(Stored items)
//! # Deterministic Binary Codec
//!
//! Sequential writer/reader pair used for every consensus-critical encoding:
//! transaction hash preimages, block bytes, trie nodes, on-disk values, and
//! network payloads.
//!
//! ## Rules
//!
//! - Fixed-width integers are little-endian.
//! - `Hash`, `Address`, `U256`, and signature blobs are raw fixed-length bytes.
//! - Variable-length byte sequences are prefixed with an unsigned varint
//!   length (7 bits per byte, continuation bit in the high bit).
//! - Every structured type has exactly one encoding: decode followed by
//!   encode returns byte-identical output.

use crate::primitives::{Address, BlsPub, BlsSig, Ed25519Pub, Ed25519Sig, Hash, U256};
use thiserror::Error;

/// Codec failure kinds.
#[derive(Clone, Debug, PartialEq, Eq, Error)]
pub enum CodecError {
    /// Input ended before the expected field.
    #[error("unexpected end of input at offset {0}")]
    UnexpectedEof(usize),

    /// Varint did not terminate within 10 bytes or overflowed u64.
    #[error("varint overflow at offset {0}")]
    VarintOverflow(usize),

    /// Input had bytes left after the last field.
    #[error("{0} trailing bytes after decoded value")]
    TrailingBytes(usize),

    /// An enum tag byte was outside the known range.
    #[error("invalid tag {tag} for {context}")]
    InvalidTag { tag: u8, context: &'static str },

    /// A length prefix exceeded the configured bound.
    #[error("declared length {declared} exceeds limit {limit}")]
    OversizedInput { declared: u64, limit: u64 },
}

/// Maximum payload length a varint prefix may declare. Bounds allocation on
/// decode of untrusted input.
pub const MAX_BYTES_LEN: u64 = 16 * 1024 * 1024;

// =============================================================================
// ENCODER
// =============================================================================

/// Sequential append encoder.
#[derive(Debug, Default)]
pub struct Encoder {
    buf: Vec<u8>,
}

impl Encoder {
    pub fn new() -> Self {
        Self { buf: Vec::new() }
    }

    /// Pre-size the buffer when the caller knows the rough output size.
    pub fn with_capacity(capacity: usize) -> Self {
        Self {
            buf: Vec::with_capacity(capacity),
        }
    }

    pub fn put_u8(&mut self, v: u8) {
        self.buf.push(v);
    }

    pub fn put_u16(&mut self, v: u16) {
        self.buf.extend_from_slice(&v.to_le_bytes());
    }

    pub fn put_u32(&mut self, v: u32) {
        self.buf.extend_from_slice(&v.to_le_bytes());
    }

    pub fn put_u64(&mut self, v: u64) {
        self.buf.extend_from_slice(&v.to_le_bytes());
    }

    pub fn put_i64(&mut self, v: i64) {
        self.buf.extend_from_slice(&v.to_le_bytes());
    }

    /// 32-byte little-endian U256.
    pub fn put_u256(&mut self, v: &U256) {
        let mut bytes = [0u8; 32];
        v.to_little_endian(&mut bytes);
        self.buf.extend_from_slice(&bytes);
    }

    pub fn put_hash(&mut self, v: &Hash) {
        self.buf.extend_from_slice(v.as_bytes());
    }

    pub fn put_address(&mut self, v: &Address) {
        self.buf.extend_from_slice(v.as_bytes());
    }

    /// Raw fixed-length bytes, no length prefix.
    pub fn put_fixed(&mut self, v: &[u8]) {
        self.buf.extend_from_slice(v);
    }

    /// Unsigned varint, 7 bits per byte, continuation high bit.
    pub fn put_uvarint(&mut self, mut v: u64) {
        loop {
            let byte = (v & 0x7f) as u8;
            v >>= 7;
            if v == 0 {
                self.buf.push(byte);
                return;
            }
            self.buf.push(byte | 0x80);
        }
    }

    /// Varint length prefix followed by the bytes.
    pub fn put_bytes(&mut self, v: &[u8]) {
        self.put_uvarint(v.len() as u64);
        self.buf.extend_from_slice(v);
    }

    pub fn len(&self) -> usize {
        self.buf.len()
    }

    pub fn is_empty(&self) -> bool {
        self.buf.is_empty()
    }

    /// Consume the encoder and return the buffer.
    pub fn finish(self) -> Vec<u8> {
        self.buf
    }
}

// =============================================================================
// DECODER
// =============================================================================

/// Sequential parse decoder over a borrowed buffer.
#[derive(Debug)]
pub struct Decoder<'a> {
    buf: &'a [u8],
    pos: usize,
}

impl<'a> Decoder<'a> {
    pub fn new(buf: &'a [u8]) -> Self {
        Self { buf, pos: 0 }
    }

    /// Bytes not yet consumed.
    pub fn remaining(&self) -> usize {
        self.buf.len() - self.pos
    }

    /// Current read offset.
    pub fn position(&self) -> usize {
        self.pos
    }

    fn take(&mut self, n: usize) -> Result<&'a [u8], CodecError> {
        if self.remaining() < n {
            return Err(CodecError::UnexpectedEof(self.pos));
        }
        let slice = &self.buf[self.pos..self.pos + n];
        self.pos += n;
        Ok(slice)
    }

    pub fn get_u8(&mut self) -> Result<u8, CodecError> {
        Ok(self.take(1)?[0])
    }

    pub fn get_u16(&mut self) -> Result<u16, CodecError> {
        let b = self.take(2)?;
        Ok(u16::from_le_bytes([b[0], b[1]]))
    }

    pub fn get_u32(&mut self) -> Result<u32, CodecError> {
        let b = self.take(4)?;
        Ok(u32::from_le_bytes([b[0], b[1], b[2], b[3]]))
    }

    pub fn get_u64(&mut self) -> Result<u64, CodecError> {
        let b = self.take(8)?;
        let mut arr = [0u8; 8];
        arr.copy_from_slice(b);
        Ok(u64::from_le_bytes(arr))
    }

    pub fn get_i64(&mut self) -> Result<i64, CodecError> {
        let b = self.take(8)?;
        let mut arr = [0u8; 8];
        arr.copy_from_slice(b);
        Ok(i64::from_le_bytes(arr))
    }

    pub fn get_u256(&mut self) -> Result<U256, CodecError> {
        let b = self.take(32)?;
        Ok(U256::from_little_endian(b))
    }

    pub fn get_hash(&mut self) -> Result<Hash, CodecError> {
        let b = self.take(32)?;
        let mut arr = [0u8; 32];
        arr.copy_from_slice(b);
        Ok(Hash::from_bytes(arr))
    }

    pub fn get_address(&mut self) -> Result<Address, CodecError> {
        let b = self.take(20)?;
        let mut arr = [0u8; 20];
        arr.copy_from_slice(b);
        Ok(Address::from_bytes(arr))
    }

    pub fn get_fixed<const N: usize>(&mut self) -> Result<[u8; N], CodecError> {
        let b = self.take(N)?;
        let mut arr = [0u8; N];
        arr.copy_from_slice(b);
        Ok(arr)
    }

    pub fn get_uvarint(&mut self) -> Result<u64, CodecError> {
        let start = self.pos;
        let mut value: u64 = 0;
        let mut shift: u32 = 0;
        loop {
            let byte = self.get_u8().map_err(|_| CodecError::UnexpectedEof(start))?;
            if shift == 63 && byte > 1 {
                return Err(CodecError::VarintOverflow(start));
            }
            value |= u64::from(byte & 0x7f) << shift;
            if byte & 0x80 == 0 {
                return Ok(value);
            }
            shift += 7;
            if shift > 63 {
                return Err(CodecError::VarintOverflow(start));
            }
        }
    }

    /// Varint-prefixed byte sequence, bounded by [`MAX_BYTES_LEN`].
    pub fn get_bytes(&mut self) -> Result<Vec<u8>, CodecError> {
        let len = self.get_uvarint()?;
        if len > MAX_BYTES_LEN {
            return Err(CodecError::OversizedInput {
                declared: len,
                limit: MAX_BYTES_LEN,
            });
        }
        Ok(self.take(len as usize)?.to_vec())
    }

    /// Fail unless the input was consumed exactly.
    pub fn finish(self) -> Result<(), CodecError> {
        if self.remaining() != 0 {
            return Err(CodecError::TrailingBytes(self.remaining()));
        }
        Ok(())
    }
}

// =============================================================================
// TRAITS
// =============================================================================

/// Types with a single canonical binary encoding.
pub trait Encodable {
    fn encode_into(&self, enc: &mut Encoder);

    fn encode(&self) -> Vec<u8> {
        let mut enc = Encoder::new();
        self.encode_into(&mut enc);
        enc.finish()
    }
}

/// Types parseable from their canonical encoding.
pub trait Decodable: Sized {
    fn decode_from(dec: &mut Decoder<'_>) -> Result<Self, CodecError>;

    /// Decode a complete buffer, rejecting trailing bytes.
    fn decode(buf: &[u8]) -> Result<Self, CodecError> {
        let mut dec = Decoder::new(buf);
        let value = Self::decode_from(&mut dec)?;
        dec.finish()?;
        Ok(value)
    }
}

// Blanket impls for the signature blobs keep entity encoders terse.
macro_rules! fixed_codec {
    ($name:ident) => {
        impl Encodable for $name {
            fn encode_into(&self, enc: &mut Encoder) {
                enc.put_fixed(self.as_bytes());
            }
        }

        impl Decodable for $name {
            fn decode_from(dec: &mut Decoder<'_>) -> Result<Self, CodecError> {
                Ok($name::from_bytes(dec.get_fixed()?))
            }
        }
    };
}

fixed_codec!(Ed25519Sig);
fixed_codec!(Ed25519Pub);
fixed_codec!(BlsSig);
fixed_codec!(BlsPub);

Goal of the exercise
For this exercise, please output exactly the lines above starting at the line with "pub fn len(&self)" and ending at the line with "pub struct Decoder<'a>", ends included.

Solution below
    pub fn len(&self) -> usize {
        self.buf.len()
    }

    pub fn is_empty(&self) -> bool {
        self.buf.is_empty()
    }

    /// Consume the encoder and return the buffer.
    pub fn finish(self) -> Vec<u8> {
        self.buf
    }
}

// =============================================================================
// DECODER
// =============================================================================

/// Sequential parse decoder over a borrowed buffer.
#[derive(Debug)]
pub struct Decoder<'a> {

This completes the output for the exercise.